6.1.2 Concept-Drift Learning Algorithm
In contrast to the node-classifier confidence weights, the layer confidence thresholds are learned and optimized on the incoming data streams from the application domain in which drift is present. In Step 20, an optimal layer threshold Θi for layer iis computed by first
creating a distribution of all sums of node-classifier confidences. By treating each distinct sum as a threshold, an error metric can then be calculated for each one. Additionally, the confidence threshold value can be set to either favour higher hit rates or lower false positive rates by varying the weights of ω and υ values in (Step 27). Once the algorithm has completed classifying all instances from a current data stream and all layer confidence sums with their respective errors have been computed, the sum with the lowest error rate for each layer is selected as the optimal threshold (Step 29).
Once threshold learning is finished, the classifier is ready to be redeployed and can begin to handle drift (Step 12). Unlike most ensemble based methods, the algorithm makes use of a trigger mechanism to inform it that drift is occurring in the environment.

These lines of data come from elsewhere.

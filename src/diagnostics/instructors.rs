use crate::types::{CourseId, InstructorId, SchedulerInput};
use itertools::Itertools;
use std::fmt;

/// How tightly an instructor's demand fits their availability
#[derive(Debug, Clone, Copy, PartialEq, Eq)]
pub enum LoadSeverity {
    Ok,
    /// Demand exactly equals availability: feasible but brittle
    Warning,
    /// Demand exceeds availability: guaranteed infeasible
    Critical,
}

impl fmt::Display for LoadSeverity {
    fn fmt(&self, f: &mut fmt::Formatter<'_>) -> fmt::Result {
        let s = match self {
            LoadSeverity::Ok => "OK",
            LoadSeverity::Warning => "WARNING",
            LoadSeverity::Critical => "CRITICAL",
        };
        write!(f, "{s}")
    }
}

/// Demand-vs-availability summary for one instructor
#[derive(Debug, Clone)]
pub struct InstructorLoad {
    pub instructor: InstructorId,
    pub courses: Vec<CourseId>,
    pub classes_needed: u32,
    pub available_slots: usize,
    pub severity: LoadSeverity,
}

/// Compute the load of every instructor with at least one assigned course.
///
/// Availability is the union of the instructor's candidate slots across all
/// of their courses, so an instructor teaching in disjoint slot pools is
/// credited with the whole pool.
pub fn instructor_loads(input: &SchedulerInput) -> Vec<InstructorLoad> {
    let mut loads = Vec::new();

    for (instructor, courses) in input.courses_by_instructor() {
        if courses.is_empty() {
            continue;
        }

        let classes_needed: u32 = courses.iter().map(|c| input.demand_or_zero(c)).sum();
        let available_slots = input.instructor_slot_union(instructor).len();

        let severity = if classes_needed as usize > available_slots {
            LoadSeverity::Critical
        } else if classes_needed as usize == available_slots {
            LoadSeverity::Warning
        } else {
            LoadSeverity::Ok
        };

        loads.push(InstructorLoad {
            instructor: instructor.clone(),
            courses: courses.iter().map(|c| (*c).clone()).collect(),
            classes_needed,
            available_slots,
            severity,
        });
    }

    loads
}

/// Phase 2 diagnostic
pub fn diagnose_instructor_conflicts(input: &SchedulerInput) -> String {
    let loads = instructor_loads(input);

    let mut lines = vec![
        "PHASE 2 FAILED: Instructor scheduling conflicts detected".to_string(),
        String::new(),
        "DETAILED CONFLICT ANALYSIS:".to_string(),
        "=".repeat(50),
    ];

    for load in &loads {
        lines.extend([
            format!("Instructor: {}", load.instructor),
            format!(
                "  Assigned Courses: {}",
                load.courses.iter().map(|c| c.to_string()).join(", ")
            ),
            format!("  Total Classes Needed: {}", load.classes_needed),
            format!("  Available Time Slots: {}", load.available_slots),
            format!("  Status: {}", load.severity),
            String::new(),
        ]);
    }

    let critical: Vec<&InstructorLoad> = loads
        .iter()
        .filter(|l| l.severity == LoadSeverity::Critical)
        .collect();

    if !critical.is_empty() {
        lines.push("CRITICAL ISSUES FOUND:".to_string());
        lines.push("-".repeat(25));
        for load in &critical {
            lines.push(format!("Redistribute courses from: {}", load.instructor));
        }
        lines.extend([
            String::new(),
            "RECOMMENDED ACTIONS:".to_string(),
            "1. Remove busy slots for overloaded instructors".to_string(),
            "2. Reassign some courses to other instructors".to_string(),
            "3. Add more time slots to the schedule".to_string(),
            "4. Reduce classes per week for some courses".to_string(),
        ]);
    }

    let unassigned: Vec<&CourseId> = input
        .offerings
        .keys()
        .filter(|c| input.instructors_for(c).is_empty())
        .collect();

    if !unassigned.is_empty() {
        lines.push(String::new());
        lines.push("COURSES WITHOUT ASSIGNED INSTRUCTORS:".to_string());
        lines.push("-".repeat(35));
        for course in unassigned {
            lines.push(course.to_string());
        }
        lines.push(String::new());
        lines.push("Action Required: Assign instructors to these courses".to_string());
    }

    lines.join("\n")
}

#[cfg(test)]
mod tests {
    use super::*;
    use crate::types::{CourseOfferings, SlotId};

    fn slot(label: &str) -> SlotId {
        SlotId(label.to_string())
    }

    fn add_course(input: &mut SchedulerInput, id: &str, instructor: &str, slots: &[&str], demand: u32) {
        let mut offerings = CourseOfferings::new();
        offerings.insert(
            InstructorId(instructor.to_string()),
            slots.iter().map(|s| slot(s)).collect(),
        );
        input.offerings.insert(CourseId(id.to_string()), offerings);
        input.instructors.insert(
            CourseId(id.to_string()),
            vec![InstructorId(instructor.to_string())],
        );
        input.classes_per_week.insert(CourseId(id.to_string()), demand);
    }

    #[test]
    fn overloaded_instructor_is_critical() {
        let mut input = SchedulerInput::default();
        add_course(&mut input, "a", "p", &["Monday 9am-10am"], 1);
        add_course(&mut input, "b", "p", &["Monday 9am-10am"], 1);

        let loads = instructor_loads(&input);
        assert_eq!(loads.len(), 1);
        assert_eq!(loads[0].classes_needed, 2);
        assert_eq!(loads[0].available_slots, 1);
        assert_eq!(loads[0].severity, LoadSeverity::Critical);

        let report = diagnose_instructor_conflicts(&input);
        assert!(report.contains("Status: CRITICAL"));
        assert!(report.contains("Redistribute courses from: p"));
    }

    #[test]
    fn availability_unions_across_courses() {
        // The instructor's two courses see different slots; the union is
        // what they can actually use
        let mut input = SchedulerInput::default();
        add_course(&mut input, "a", "p", &["Monday 9am-10am"], 1);
        add_course(&mut input, "b", "p", &["Tuesday 9am-10am"], 1);

        let loads = instructor_loads(&input);
        assert_eq!(loads[0].available_slots, 2);
        assert_eq!(loads[0].severity, LoadSeverity::Warning);
    }

    #[test]
    fn lists_courses_without_instructors() {
        let mut input = SchedulerInput::default();
        let mut offerings = CourseOfferings::new();
        offerings.insert(InstructorId("p".into()), vec![slot("Monday 9am-10am")]);
        input.offerings.insert(CourseId("orphan".into()), offerings);
        input.classes_per_week.insert(CourseId("orphan".into()), 1);

        let report = diagnose_instructor_conflicts(&input);
        assert!(report.contains("COURSES WITHOUT ASSIGNED INSTRUCTORS"));
        assert!(report.contains("orphan"));
    }
}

In its current form, the algorithm uses the classification error rate as a trigger for drift handling to begin if the generalization ability falls beyond a predefined level (Step 14).
Initial experiments have shown that employing layer confidence thresholds achieves an aggressive strategy for eliminating false positive detections that can sometimes also reduce positive hit rates if not carefully applied. This observation can be combined with the flexibility of cascaded classifiers which allows it be combined with a strategy that varies the number of layers that utilize confidence thresholds depending on its current generalization. During runtime, the drift learning algorithm can progressively increase the number of layers to which layer thresholds are applied (Step 16) until a sufficient number of false positives has been eliminated, while the calculation of the preceding layers is preserved in the original form. The ability of the framework to progressively increase the number of layers that use confidence thresholds becomes the algorithm’s facility for handling gradual drifts.

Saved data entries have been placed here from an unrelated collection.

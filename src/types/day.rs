use serde::{Deserialize, Serialize};
use std::fmt;

/// Days of the week in the canonical Monday..Sunday ordering
#[derive(Debug, Clone, Copy, PartialEq, Eq, Hash, PartialOrd, Ord, Serialize, Deserialize)]
pub enum Day {
    Monday,
    Tuesday,
    Wednesday,
    Thursday,
    Friday,
    Saturday,
    Sunday,
}

/// The full week in canonical order
pub const WEEK: [Day; 7] = [
    Day::Monday,
    Day::Tuesday,
    Day::Wednesday,
    Day::Thursday,
    Day::Friday,
    Day::Saturday,
    Day::Sunday,
];

impl Day {
    /// Parse a single day token, case-sensitive ("Monday", not "monday")
    pub fn parse(token: &str) -> Option<Self> {
        match token {
            "Monday" => Some(Day::Monday),
            "Tuesday" => Some(Day::Tuesday),
            "Wednesday" => Some(Day::Wednesday),
            "Thursday" => Some(Day::Thursday),
            "Friday" => Some(Day::Friday),
            "Saturday" => Some(Day::Saturday),
            "Sunday" => Some(Day::Sunday),
            _ => None,
        }
    }

    /// Parse the day from a slot label like "Monday 9am-10am".
    ///
    /// Only the leading whitespace-delimited token is considered.
    pub fn from_label(label: &str) -> Option<Self> {
        label.split_whitespace().next().and_then(Self::parse)
    }

    /// Position in the canonical week ordering (Monday = 0)
    pub fn index(self) -> usize {
        self as usize
    }

    /// The next calendar day, or None after Sunday
    pub fn succ(self) -> Option<Self> {
        WEEK.get(self.index() + 1).copied()
    }

    pub fn name(self) -> &'static str {
        match self {
            Day::Monday => "Monday",
            Day::Tuesday => "Tuesday",
            Day::Wednesday => "Wednesday",
            Day::Thursday => "Thursday",
            Day::Friday => "Friday",
            Day::Saturday => "Saturday",
            Day::Sunday => "Sunday",
        }
    }

    /// All adjacent (d, d+1) pairs in the canonical ordering
    pub fn consecutive_pairs() -> impl Iterator<Item = (Day, Day)> {
        WEEK.windows(2).map(|w| (w[0], w[1]))
    }
}

impl fmt::Display for Day {
    fn fmt(&self, f: &mut fmt::Formatter<'_>) -> fmt::Result {
        write!(f, "{}", self.name())
    }
}

#[cfg(test)]
mod tests {
    use super::*;
    use proptest::prelude::*;

    #[test]
    fn parses_leading_token_only() {
        assert_eq!(Day::from_label("Monday 9am-10am"), Some(Day::Monday));
        assert_eq!(Day::from_label("Friday 14:00-15:00"), Some(Day::Friday));
        assert_eq!(Day::from_label("Someday 9am-10am"), None);
        assert_eq!(Day::from_label(""), None);
    }

    #[test]
    fn week_ordering_is_monotonic() {
        for w in WEEK.windows(2) {
            assert!(w[0] < w[1]);
            assert_eq!(w[0].succ(), Some(w[1]));
        }
        assert_eq!(Day::Sunday.succ(), None);
    }

    #[test]
    fn six_consecutive_pairs() {
        let pairs: Vec<_> = Day::consecutive_pairs().collect();
        assert_eq!(pairs.len(), 6);
        assert_eq!(pairs[0], (Day::Monday, Day::Tuesday));
        assert_eq!(pairs[5], (Day::Saturday, Day::Sunday));
    }

    proptest! {
        #[test]
        fn label_parse_ignores_time_suffix(day in prop::sample::select(WEEK.to_vec()), suffix in "[ -~]{0,20}") {
            let label = format!("{} {}", day, suffix);
            prop_assert_eq!(Day::from_label(&label), Some(day));
        }
    }
}
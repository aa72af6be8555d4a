mod course;
mod day;
mod input;
mod schedule;

pub use course::*;
pub use day::*;
pub use input::*;
pub use schedule::*;

use serde::{Deserialize, Serialize};
use std::fmt;

/// Newtype for student identifiers
#[derive(Debug, Clone, PartialEq, Eq, Hash, PartialOrd, Ord, Serialize, Deserialize)]
pub struct StudentId(pub String);

impl fmt::Display for StudentId {
    fn fmt(&self, f: &mut fmt::Formatter<'_>) -> fmt::Result {
        write!(f, "{}", self.0)
    }
}

/// Newtype for instructor identifiers
#[derive(Debug, Clone, PartialEq, Eq, Hash, PartialOrd, Ord, Serialize, Deserialize)]
pub struct InstructorId(pub String);

impl fmt::Display for InstructorId {
    fn fmt(&self, f: &mut fmt::Formatter<'_>) -> fmt::Result {
        write!(f, "{}", self.0)
    }
}

/// Newtype for course identifiers
#[derive(Debug, Clone, PartialEq, Eq, Hash, PartialOrd, Ord, Serialize, Deserialize)]
pub struct CourseId(pub String);

impl fmt::Display for CourseId {
    fn fmt(&self, f: &mut fmt::Formatter<'_>) -> fmt::Result {
        write!(f, "{}", self.0)
    }
}

/// Newtype for time slot labels, e.g. "Monday 9am-10am".
///
/// The leading whitespace-delimited token names the day; everything after it
/// is an opaque time label.
#[derive(Debug, Clone, PartialEq, Eq, Hash, PartialOrd, Ord, Serialize, Deserialize)]
pub struct SlotId(pub String);

impl SlotId {
    /// The day this slot falls on, parsed from the leading token
    pub fn day(&self) -> Option<Day> {
        Day::from_label(&self.0)
    }
}

impl fmt::Display for SlotId {
    fn fmt(&self, f: &mut fmt::Formatter<'_>) -> fmt::Result {
        write!(f, "{}", self.0)
    }
}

As data streams begin to drift more acutely, the algorithm activates proportionally larger numbers of layer confidences in respect to increasing false positive rates. This
proceeds until the drift stabilizes or until all available layers with confidence thresholds are exhausted. If all layer thresholds have been deployed and the error rate is still above an acceptable level, then the layer thresholds have been rendered irrelevant to current conditions and subsequently optimal layer threshold learning is re-initiated (Step 18).

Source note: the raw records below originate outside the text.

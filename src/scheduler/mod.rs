mod model;

pub use model::*;

use crate::diagnostics;
use crate::error::Result;
use crate::types::{Schedule, ScheduleMetadata, SchedulerInput};
use indicatif::{ProgressBar, ProgressStyle};
use log::info;
use std::fmt;
use std::time::Instant;

/// One constraint level of the incremental pipeline.
///
/// Level L includes every constraint family from levels below it, so the
/// first infeasible level names the family that broke feasibility.
#[derive(Debug, Clone, Copy, PartialEq, Eq, PartialOrd, Ord)]
pub enum Phase {
    Demand,
    InstructorExclusivity,
    SlotCapacity,
    StudentConflicts,
    SameDay,
    ConsecutiveDays,
}

impl Phase {
    pub fn level(self) -> u8 {
        match self {
            Phase::Demand => 1,
            Phase::InstructorExclusivity => 2,
            Phase::SlotCapacity => 3,
            Phase::StudentConflicts => 4,
            Phase::SameDay => 5,
            Phase::ConsecutiveDays => 6,
        }
    }

    /// Phases every run executes, in order
    pub fn mandatory() -> [Phase; 5] {
        [
            Phase::Demand,
            Phase::InstructorExclusivity,
            Phase::SlotCapacity,
            Phase::StudentConflicts,
            Phase::SameDay,
        ]
    }
}

impl fmt::Display for Phase {
    fn fmt(&self, f: &mut fmt::Formatter<'_>) -> fmt::Result {
        write!(f, "PHASE {}", self.level())
    }
}

/// Result of a scheduling run: either a populated schedule with a success
/// message, or an empty schedule with a diagnostic report.
#[derive(Debug, Clone)]
pub struct SchedulingOutcome {
    pub schedule: Schedule,
    pub message: String,
}

impl SchedulingOutcome {
    pub fn is_feasible(&self) -> bool {
        !self.schedule.is_empty()
    }

    fn infeasible(message: String) -> Self {
        Self {
            schedule: Schedule::empty(),
            message,
        }
    }
}

/// Main entry point for schedule generation.
///
/// Runs phases 1..5 in order, plus phase 6 when consecutive-day avoidance
/// is enabled. The first infeasible phase aborts the run and its diagnostic
/// becomes the outcome message.
pub fn generate_schedule(input: &SchedulerInput, quiet: bool) -> Result<SchedulingOutcome> {
    let start_time = Instant::now();

    let progress = if quiet {
        ProgressBar::hidden()
    } else {
        let pb = ProgressBar::new(100);
        pb.set_style(
            ProgressStyle::default_bar()
                .template("{spinner:.green} [{elapsed_precise}] [{bar:40.cyan/blue}] {pos}% {msg}")
                .unwrap()
                .progress_chars("#>-"),
        );
        pb
    };

    let all_slots = input.all_slots();
    if all_slots.is_empty() {
        progress.finish_and_clear();
        return Ok(SchedulingOutcome::infeasible(diagnostics::no_slots_report()));
    }
    info!("{} unique time slots available for scheduling", all_slots.len());

    // Classes-per-week must be explicit for every offered course
    for course in input.offerings.keys() {
        input.demand(course)?;
    }

    // Quick pre-check: a course demanding more sessions than it has
    // candidate slots can never satisfy phase 1
    progress.set_message("Pre-checking demand...");
    progress.set_position(5);
    if !diagnostics::demand_shortfalls(input).is_empty() {
        progress.finish_and_clear();
        return Ok(SchedulingOutcome::infeasible(diagnostics::precheck_report(input)));
    }

    let mut phases: Vec<Phase> = Phase::mandatory().to_vec();
    if input.config.no_consecutive_days {
        phases.push(Phase::ConsecutiveDays);
    }

    let mut assignments = Vec::new();
    let mut last_phase = Phase::Demand;

    for (i, phase) in phases.iter().enumerate() {
        progress.set_message(format!("Solving {phase}..."));
        progress.set_position((10 + i * 90 / phases.len()) as u64);

        match solve_phase(input, *phase)? {
            PhaseOutcome::Feasible(found) => {
                assignments = found;
                last_phase = *phase;
            }
            PhaseOutcome::Infeasible => {
                progress.finish_and_clear();
                info!("{phase} infeasible, generating diagnostic report");
                return Ok(SchedulingOutcome::infeasible(diagnostics::diagnose(*phase, input)));
            }
        }
    }

    progress.set_position(100);
    progress.finish_with_message("Schedule generated");

    let elapsed = start_time.elapsed();
    let schedule = Schedule {
        assignments,
        metadata: ScheduleMetadata {
            generated_at: chrono::Utc::now().to_rfc3339(),
            solver_version: env!("CARGO_PKG_VERSION").to_string(),
            last_phase: last_phase.to_string(),
            solve_time_ms: elapsed.as_millis() as u64,
        },
    };

    Ok(SchedulingOutcome {
        schedule,
        message: format!("Schedule found through {last_phase} constraints."),
    })
}
impl ConflictAnalyzer {
    pub fn new(schedule: &Schedule, input: &SchedulerInput) -> Self {
        let by_course: BTreeMap<CourseId, Vec<SlotId>> = schedule
            .by_course()
            .into_iter()
            .map(|(c, slots)| (c.clone(), slots.into_iter().cloned().collect()))
            .collect();

        let mut student_slots: BTreeMap<StudentId, BTreeMap<SlotId, Vec<CourseId>>> =
            BTreeMap::new();
        for (student, courses) in &input.enrollments {
            let slots = student_slots.entry(student.clone()).or_default();
            for course in courses {
                if let Some(scheduled) = by_course.get(course) {
                    for slot in scheduled {
                        slots.entry(slot.clone()).or_default().push(course.clone());
                    }
                }
            }
        }

        Self {
            schedule: by_course,
            enrollments: input.enrollments.clone(),
            instructors: input.instructors.clone(),
            busy_slots: input.busy_slots.clone(),
            course_types: input.course_types.clone(),
            student_slots,
            ignore_busy_slots: false,
            ignore_teaching_conflicts: false,
        }
    }

    pub fn set_ignore_busy_slots(&mut self, ignore: bool) {
        self.ignore_busy_slots = ignore;
    }

    pub fn set_ignore_teaching_conflicts(&mut self, ignore: bool) {
        self.ignore_teaching_conflicts = ignore;
    }

    pub fn ignore_busy_slots(&self) -> bool {
        self.ignore_busy_slots
    }

    pub fn ignore_teaching_conflicts(&self) -> bool {
        self.ignore_teaching_conflicts
    }

    /// Case-insensitive substring search over scheduled course ids.
    ///
    /// An empty query matches every course. On a miss, up to five courses
    /// sharing a query token are suggested.
    pub fn search(&self, query: &str) -> SearchResult {
        let needle = query.to_lowercase();
        let matches: Vec<&CourseId> = self
            .schedule
            .keys()
            .filter(|c| c.0.to_lowercase().contains(&needle))
            .collect();

        if matches.is_empty() {
            return SearchResult {
                found: false,
                query: query.to_string(),
                total_matches: 0,
                courses: Vec::new(),
                suggestions: self.suggestions(query),
            };
        }

        let courses: Vec<CourseReport> = matches
            .iter()
            .filter_map(|c| self.course_report(c))
            .collect();

        SearchResult {
            found: true,
            query: query.to_string(),
            total_matches: courses.len(),
            courses,
            suggestions: Vec::new(),
        }
    }

    /// Full conflict report for a scheduled course
    pub fn course_report(&self, course: &CourseId) -> Option<CourseReport> {
        let scheduled_slots = self.schedule.get(course)?.clone();

        let enrolled_students: Vec<StudentId> = self
            .enrollments
            .iter()
            .filter(|(_, courses)| courses.contains(course))
            .map(|(student, _)| student.clone())
            .collect();

        let current_slots: Vec<SlotAnalysis> = scheduled_slots
            .iter()
            .map(|slot| self.analyze_current_slot(course, slot, &enrolled_students))
            .collect();

        let mut conflicted: BTreeSet<StudentId> = BTreeSet::new();
        for analysis in &current_slots {
            conflicted.extend(analysis.conflicts.iter().map(|c| c.student.clone()));
        }

        let mut alternatives: Vec<AlternativeSlot> = self
            .all_slots()
            .into_iter()
            .filter(|slot| !scheduled_slots.contains(slot))
            .map(|slot| self.analyze_alternative_slot(course, slot, &enrolled_students))
            .collect();
        alternatives.sort_by_key(AlternativeSlot::clash_count);

        Some(CourseReport {
            course: course.clone(),
            scheduled_slots,
            enrolled_students,
            conflicted_students: conflicted.into_iter().collect(),
            current_slots,
            alternatives,
        })
    }

    /// One row per scheduled course, worst conflicts first
    pub fn summary(&self) -> Vec<SummaryRow> {
        let mut rows: Vec<SummaryRow> = self
            .schedule
            .keys()
            .filter_map(|course| self.course_report(course))
            .map(|report| SummaryRow {
                course: report.course.clone(),
                scheduled_slots: report.scheduled_slots.clone(),
                enrolled: report.enrolled_students.len(),
                conflicted: report.conflicted_students.len(),
                conflict_rate: report.conflict_rate(),
                has_conflicts: report.has_conflicts(),
            })
            .collect();
        rows.sort_by(|a, b| b.conflicted.cmp(&a.conflicted));
        rows
    }

    /// Whether every assigned instructor of a course is free in a slot.
    ///
    /// Checks the explicit busy set and the instructor's own teaching
    /// schedule; each check has an independent ignore toggle.
    pub fn instructor_available(&self, course: &CourseId, slot: &SlotId) -> bool {
        if self.instructors.is_empty() {
            return true;
        }
        let assigned = match self.instructors.get(course) {
            Some(assigned) if !assigned.is_empty() => assigned,
            _ => return true,
        };

        for instructor in assigned {
            if !self.ignore_busy_slots {
                if let Some(busy) = self.busy_slots.get(instructor) {
                    if busy.contains(slot) {
                        return false;
                    }
                }
            }

            if !self.ignore_teaching_conflicts {
                for (other_course, other_assigned) in &self.instructors {
                    if other_course == course || !other_assigned.contains(instructor) {
                        continue;
                    }
                    if let Some(slots) = self.schedule.get(other_course) {
                        if slots.contains(slot) {
                            return false;
                        }
                    }
                }
            }
        }

        true
    }

    fn analyze_current_slot(
        &self,
        course: &CourseId,
        slot: &SlotId,
        enrolled: &[StudentId],
    ) -> SlotAnalysis {
        let mut conflicts = Vec::new();

        for student in enrolled {
            let slot_courses = self
                .student_slots
                .get(student)
                .and_then(|slots| slots.get(slot));
            if let Some(slot_courses) = slot_courses {
                let others: Vec<ConflictingCourse> = slot_courses
                    .iter()
                    .filter(|c| *c != course)
                    .map(|c| self.conflicting_course(c))
                    .collect();
                if !others.is_empty() {
                    conflicts.push(ConflictDetail {
                        student: student.clone(),
                        conflicting_courses: others,
                    });
                }
            }
        }

        SlotAnalysis {
            slot: slot.clone(),
            conflicts,
            instructor_available: self.instructor_available(course, slot),
        }
    }

    fn analyze_alternative_slot(
        &self,
        course: &CourseId,
        slot: SlotId,
        enrolled: &[StudentId],
    ) -> AlternativeSlot {
        let mut would_conflict = Vec::new();

        for student in enrolled {
            let existing = self
                .student_slots
                .get(student)
                .and_then(|slots| slots.get(&slot));
            if let Some(existing) = existing {
                if !existing.is_empty() {
                    would_conflict.push(ConflictDetail {
                        student: student.clone(),
                        conflicting_courses: existing
                            .iter()
                            .map(|c| self.conflicting_course(c))
                            .collect(),
                    });
                }
            }
        }

        let instructor_available = self.instructor_available(course, &slot);
        AlternativeSlot {
            slot,
            would_conflict,
            instructor_available,
            excluded_reason: (!instructor_available).then(|| "Professor unavailable".to_string()),
        }
    }

    fn conflicting_course(&self, course: &CourseId) -> ConflictingCourse {
        ConflictingCourse {
            course: course.clone(),
            course_type: self
                .course_types
                .get(course)
                .copied()
                .unwrap_or(CourseType::Unknown),
        }
    }

    /// Every slot in use anywhere in the schedule, sorted
    fn all_slots(&self) -> Vec<SlotId> {
        let set: BTreeSet<SlotId> = self.schedule.values().flatten().cloned().collect();
        set.into_iter().collect()
    }

    fn suggestions(&self, query: &str) -> Vec<CourseId> {
        let tokens: Vec<String> = query
            .to_lowercase()
            .split_whitespace()
            .map(str::to_string)
            .collect();

        self.schedule
            .keys()
            .filter(|course| {
                let lower = course.0.to_lowercase();
                tokens.iter().any(|t| lower.contains(t))
            })
            .take(5)
            .cloned()
            .collect()
    }
}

The concept of using layer thresholds shares some affinity with the manner in which Viola-Jones employ the layer thresholds. Their approach adjusts the layer thresholds at training for the purpose of controlling the trade-off between the TPR and FPR. Similarly, the proposed layer thresholds also modify for each layer the operating point on the ROC curve. The approach outlined here differs in that the layer thresholds are learned based on clusters of weak classifiers that are trained on different partitions of data with distinct boosting rounds and thus do not explicitly represent the boosted margin theory of Yoav and Schapire [192].